### MATERIAL FOR THE TASK
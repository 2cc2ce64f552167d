//! Campaign Report Core - Domain types and report math.
//!
//! This crate provides the pieces of the campaign click report that do not
//! talk to the network:
//! - `mailchimp` - Provider client, paginated fetching and click analysis
//! - `cli` - Command-line front end and CSV export
//!
//! # Architecture
//!
//! The core crate contains only types and pure functions - no I/O, no HTTP
//! clients, no sleeping. Everything here can be exercised with plain values.
//!
//! # Modules
//!
//! - [`types`] - Provider records (campaigns, click details, list pages) and date ranges
//! - [`category`] - Newsletter category filter
//! - [`analysis`] - Tracked URL matching and per-campaign derived metrics
//! - [`metrics`] - Ordered metric selection
//! - [`report`] - Report table assembly

#![cfg_attr(not(test), forbid(unsafe_code))]

pub mod analysis;
pub mod category;
pub mod metrics;
pub mod report;
pub mod types;

pub use analysis::{AnalyzedRow, ClickTally, RunTotals, TrackedUrls, TrackedUrlsError};
pub use category::NewsletterCategory;
pub use metrics::{Metric, MetricSelection, MetricSelectionError, MetricValue};
pub use report::ReportTable;
pub use types::*;
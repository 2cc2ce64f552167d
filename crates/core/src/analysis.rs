//! Tracked ad URLs and per-campaign derived metrics.
//!
//! A report tracks one or two ad links. Every click-detail record whose URL
//! contains a tracked substring adds its clicks to that link's counter; a URL
//! containing both substrings counts toward both.

use serde::{Deserialize, Serialize};

use crate::metrics::{Metric, MetricValue};
use crate::{Campaign, ClickRecord};

/// Errors that can occur when building [`TrackedUrls`].
#[derive(thiserror::Error, Debug, Clone, PartialEq, Eq)]
pub enum TrackedUrlsError {
    /// The primary ad URL is empty and would match every link.
    #[error("primary ad URL cannot be empty")]
    EmptyPrimary,
}

/// The one or two ad URL substrings a report counts clicks for.
#[derive(Debug, Clone, PartialEq, Eq, Serialize, Deserialize)]
pub struct TrackedUrls {
    primary: String,
    secondary: Option<String>,
}

impl TrackedUrls {
    /// Create the tracked URL set. An empty secondary URL means "none".
    ///
    /// # Errors
    ///
    /// Returns [`TrackedUrlsError::EmptyPrimary`] if `primary` is empty.
    pub fn new(
        primary: impl Into<String>,
        secondary: Option<String>,
    ) -> Result<Self, TrackedUrlsError> {
        let primary = primary.into();
        if primary.is_empty() {
            return Err(TrackedUrlsError::EmptyPrimary);
        }
        Ok(Self {
            primary,
            secondary: secondary.filter(|url| !url.is_empty()),
        })
    }

    #[must_use]
    pub fn primary(&self) -> &str {
        &self.primary
    }

    #[must_use]
    pub fn secondary(&self) -> Option<&str> {
        self.secondary.as_deref()
    }
}

/// Matched click counters for one campaign.
#[derive(Debug, Clone, Copy, PartialEq, Eq, Default)]
pub struct ClickTally {
    pub primary: u64,
    pub secondary: u64,
}

impl ClickTally {
    /// Add a click-detail record to whichever counters its URL matches.
    pub fn record(&mut self, urls: &TrackedUrls, click: &ClickRecord) {
        if click.url.contains(urls.primary()) {
            self.primary = self.primary.saturating_add(click.total_clicks);
        }
        if urls.secondary().is_some_and(|second| click.url.contains(second)) {
            self.secondary = self.secondary.saturating_add(click.total_clicks);
        }
    }

    /// Sum of both counters.
    #[must_use]
    pub const fn total(&self) -> u64 {
        self.primary.saturating_add(self.secondary)
    }
}

/// Matched clicks per hundred unique opens.
///
/// Defined as zero when there were no unique opens.
#[must_use]
#[allow(clippy::cast_precision_loss)] // Counts stay far below 2^52
pub fn click_through_rate(total_clicks: u64, unique_opens: u64) -> f64 {
    if unique_opens == 0 {
        return 0.0;
    }
    total_clicks as f64 / unique_opens as f64 * 100.0
}

/// One report row: a campaign that had at least one matched ad click.
#[derive(Debug, Clone, PartialEq, Serialize, Deserialize)]
pub struct AnalyzedRow {
    /// `YYYY-MM-DD`, or `N/A` for campaigns without a send time.
    pub send_date: String,
    pub unique_opens: u64,
    pub total_opens: u64,
    pub total_recipients: u64,
    pub total_clicks: u64,
    pub ctr: f64,
}

impl AnalyzedRow {
    /// Build the row for a campaign, or `None` if nothing matched.
    #[must_use]
    pub fn from_tally(campaign: &Campaign, tally: ClickTally) -> Option<Self> {
        let total_clicks = tally.total();
        if total_clicks == 0 {
            return None;
        }
        Some(Self {
            send_date: campaign.send_date_label(),
            unique_opens: campaign.unique_opens(),
            total_opens: campaign.total_opens(),
            total_recipients: campaign.recipients(),
            total_clicks,
            ctr: click_through_rate(total_clicks, campaign.unique_opens()),
        })
    }

    /// Value of a metric column for this row.
    #[must_use]
    pub const fn metric(&self, metric: Metric) -> MetricValue {
        match metric {
            Metric::UniqueOpens => MetricValue::Count(self.unique_opens),
            Metric::TotalOpens => MetricValue::Count(self.total_opens),
            Metric::TotalRecipients => MetricValue::Count(self.total_recipients),
            Metric::TotalClicks => MetricValue::Count(self.total_clicks),
            Metric::Ctr => MetricValue::Rate(self.ctr),
        }
    }
}

/// Totals over every analyzed campaign, whether or not it produced a row.
#[derive(Debug, Clone, Copy, PartialEq, Eq, Default, Serialize, Deserialize)]
pub struct RunTotals {
    pub grand_total_opens: u64,
    pub total_recipients: u64,
}

impl RunTotals {
    /// Add a campaign's opens and recipients.
    pub const fn add(&mut self, campaign: &Campaign) {
        self.grand_total_opens = self.grand_total_opens.saturating_add(campaign.total_opens());
        self.total_recipients = self.total_recipients.saturating_add(campaign.recipients());
    }
}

### TRY IT
Retype all of the records above, word for word.

### RESPONSE FOR THIS EXERCISE
repository 2cc2ce64f552167d
//! Campaign Report Core - Domain types and report math.
//!
//! This crate provides the pieces of the campaign click report that do not
//! talk to the network:
//! - `mailchimp` - Provider client, paginated fetching and click analysis
//! - `cli` - Command-line front end and CSV export
//!
//! # Architecture
//!
//! The core crate contains only types and pure functions - no I/O, no HTTP
//! clients, no sleeping. Everything here can be exercised with plain values.
//!
//! # Modules
//!
//! - [`types`] - Provider records (campaigns, click details, list pages) and date ranges
//! - [`category`] - Newsletter category filter
//! - [`analysis`] - Tracked URL matching and per-campaign derived metrics
//! - [`metrics`] - Ordered metric selection
//! - [`report`] - Report table assembly

#![cfg_attr(not(test), forbid(unsafe_code))]

pub mod analysis;
pub mod category;
pub mod metrics;
pub mod report;
pub mod types;

pub use analysis::{AnalyzedRow, ClickTally, RunTotals, TrackedUrls, TrackedUrlsError};
pub use category::NewsletterCategory;
pub use metrics::{Metric, MetricSelection, MetricSelectionError, MetricValue};
pub use report::ReportTable;
pub use types::*;
repository 2cc2ce64f552167d
filename crates/core/src/analysis.rs
//! Tracked ad URLs and per-campaign derived metrics.
//!
//! A report tracks one or two ad links. Every click-detail record whose URL
//! contains a tracked substring adds its clicks to that link's counter; a URL
//! containing both substrings counts toward both.

use serde::{Deserialize, Serialize};

use crate::metrics::{Metric, MetricValue};
use crate::{Campaign, ClickRecord};

/// Errors that can occur when building [`TrackedUrls`].
#[derive(thiserror::Error, Debug, Clone, PartialEq, Eq)]
pub enum TrackedUrlsError {
    /// The primary ad URL is empty and would match every link.
    #[error("primary ad URL cannot be empty")]
    EmptyPrimary,
}

/// The one or two ad URL substrings a report counts clicks for.
#[derive(Debug, Clone, PartialEq, Eq, Serialize, Deserialize)]
pub struct TrackedUrls {
    primary: String,
    secondary: Option<String>,
}

impl TrackedUrls {
    /// Create the tracked URL set. An empty secondary URL means "none".
    ///
    /// # Errors
    ///
    /// Returns [`TrackedUrlsError::EmptyPrimary`] if `primary` is empty.
    pub fn new(
        primary: impl Into<String>,
        secondary: Option<String>,
    ) -> Result<Self, TrackedUrlsError> {
        let primary = primary.into();
        if primary.is_empty() {
            return Err(TrackedUrlsError::EmptyPrimary);
        }
        Ok(Self {
            primary,
            secondary: secondary.filter(|url| !url.is_empty()),
        })
    }

    #[must_use]
    pub fn primary(&self) -> &str {
        &self.primary
    }

    #[must_use]
    pub fn secondary(&self) -> Option<&str> {
        self.secondary.as_deref()
    }
}

/// Matched click counters for one campaign.
#[derive(Debug, Clone, Copy, PartialEq, Eq, Default)]
pub struct ClickTally {
    pub primary: u64,
    pub secondary: u64,
}

impl ClickTally {
    /// Add a click-detail record to whichever counters its URL matches.
    pub fn record(&mut self, urls: &TrackedUrls, click: &ClickRecord) {
        if click.url.contains(urls.primary()) {
            self.primary = self.primary.saturating_add(click.total_clicks);
        }
        if urls.secondary().is_some_and(|second| click.url.contains(second)) {
            self.secondary = self.secondary.saturating_add(click.total_clicks);
        }
    }

    /// Sum of both counters.
    #[must_use]
    pub const fn total(&self) -> u64 {
        self.primary.saturating_add(self.secondary)
    }
}

/// Matched clicks per hundred unique opens.
///
/// Defined as zero when there were no unique opens.
#[must_use]
#[allow(clippy::cast_precision_loss)] // Counts stay far below 2^52
pub fn click_through_rate(total_clicks: u64, unique_opens: u64) -> f64 {
    if unique_opens == 0 {
        return 0.0;
    }
    total_clicks as f64 / unique_opens as f64 * 100.0
}

/// One report row: a campaign that had at least one matched ad click.
#[derive(Debug, Clone, PartialEq, Serialize, Deserialize)]
pub struct AnalyzedRow {
    /// `YYYY-MM-DD`, or `N/A` for campaigns without a send time.
    pub send_date: String,
    pub unique_opens: u64,
    pub total_opens: u64,
    pub total_recipients: u64,
    pub total_clicks: u64,
    pub ctr: f64,
}

impl AnalyzedRow {
    /// Build the row for a campaign, or `None` if nothing matched.
    #[must_use]
    pub fn from_tally(campaign: &Campaign, tally: ClickTally) -> Option<Self> {
        let total_clicks = tally.total();
        if total_clicks == 0 {
            return None;
        }
        Some(Self {
            send_date: campaign.send_date_label(),
            unique_opens: campaign.unique_opens(),
            total_opens: campaign.total_opens(),
            total_recipients: campaign.recipients(),
            total_clicks,
            ctr: click_through_rate(total_clicks, campaign.unique_opens()),
        })
    }

    /// Value of a metric column for this row.
    #[must_use]
    pub const fn metric(&self, metric: Metric) -> MetricValue {
        match metric {
            Metric::UniqueOpens => MetricValue::Count(self.unique_opens),
            Metric::TotalOpens => MetricValue::Count(self.total_opens),
            Metric::TotalRecipients => MetricValue::Count(self.total_recipients),
            Metric::TotalClicks => MetricValue::Count(self.total_clicks),
            Metric::Ctr => MetricValue::Rate(self.ctr),
        }
    }
}

/// Totals over every analyzed campaign, whether or not it produced a row.
#[derive(Debug, Clone, Copy, PartialEq, Eq, Default, Serialize, Deserialize)]
pub struct RunTotals {
    pub grand_total_opens: u64,
    pub total_recipients: u64,
}

impl RunTotals {
    /// Add a campaign's opens and recipients.
    pub const fn add(&mut self, campaign: &Campaign) {
        self.grand_total_opens = self.grand_total_opens.saturating_add(campaign.total_opens());
        self.total_recipients = self.total_recipients.saturating_add(campaign.recipients());
    }
}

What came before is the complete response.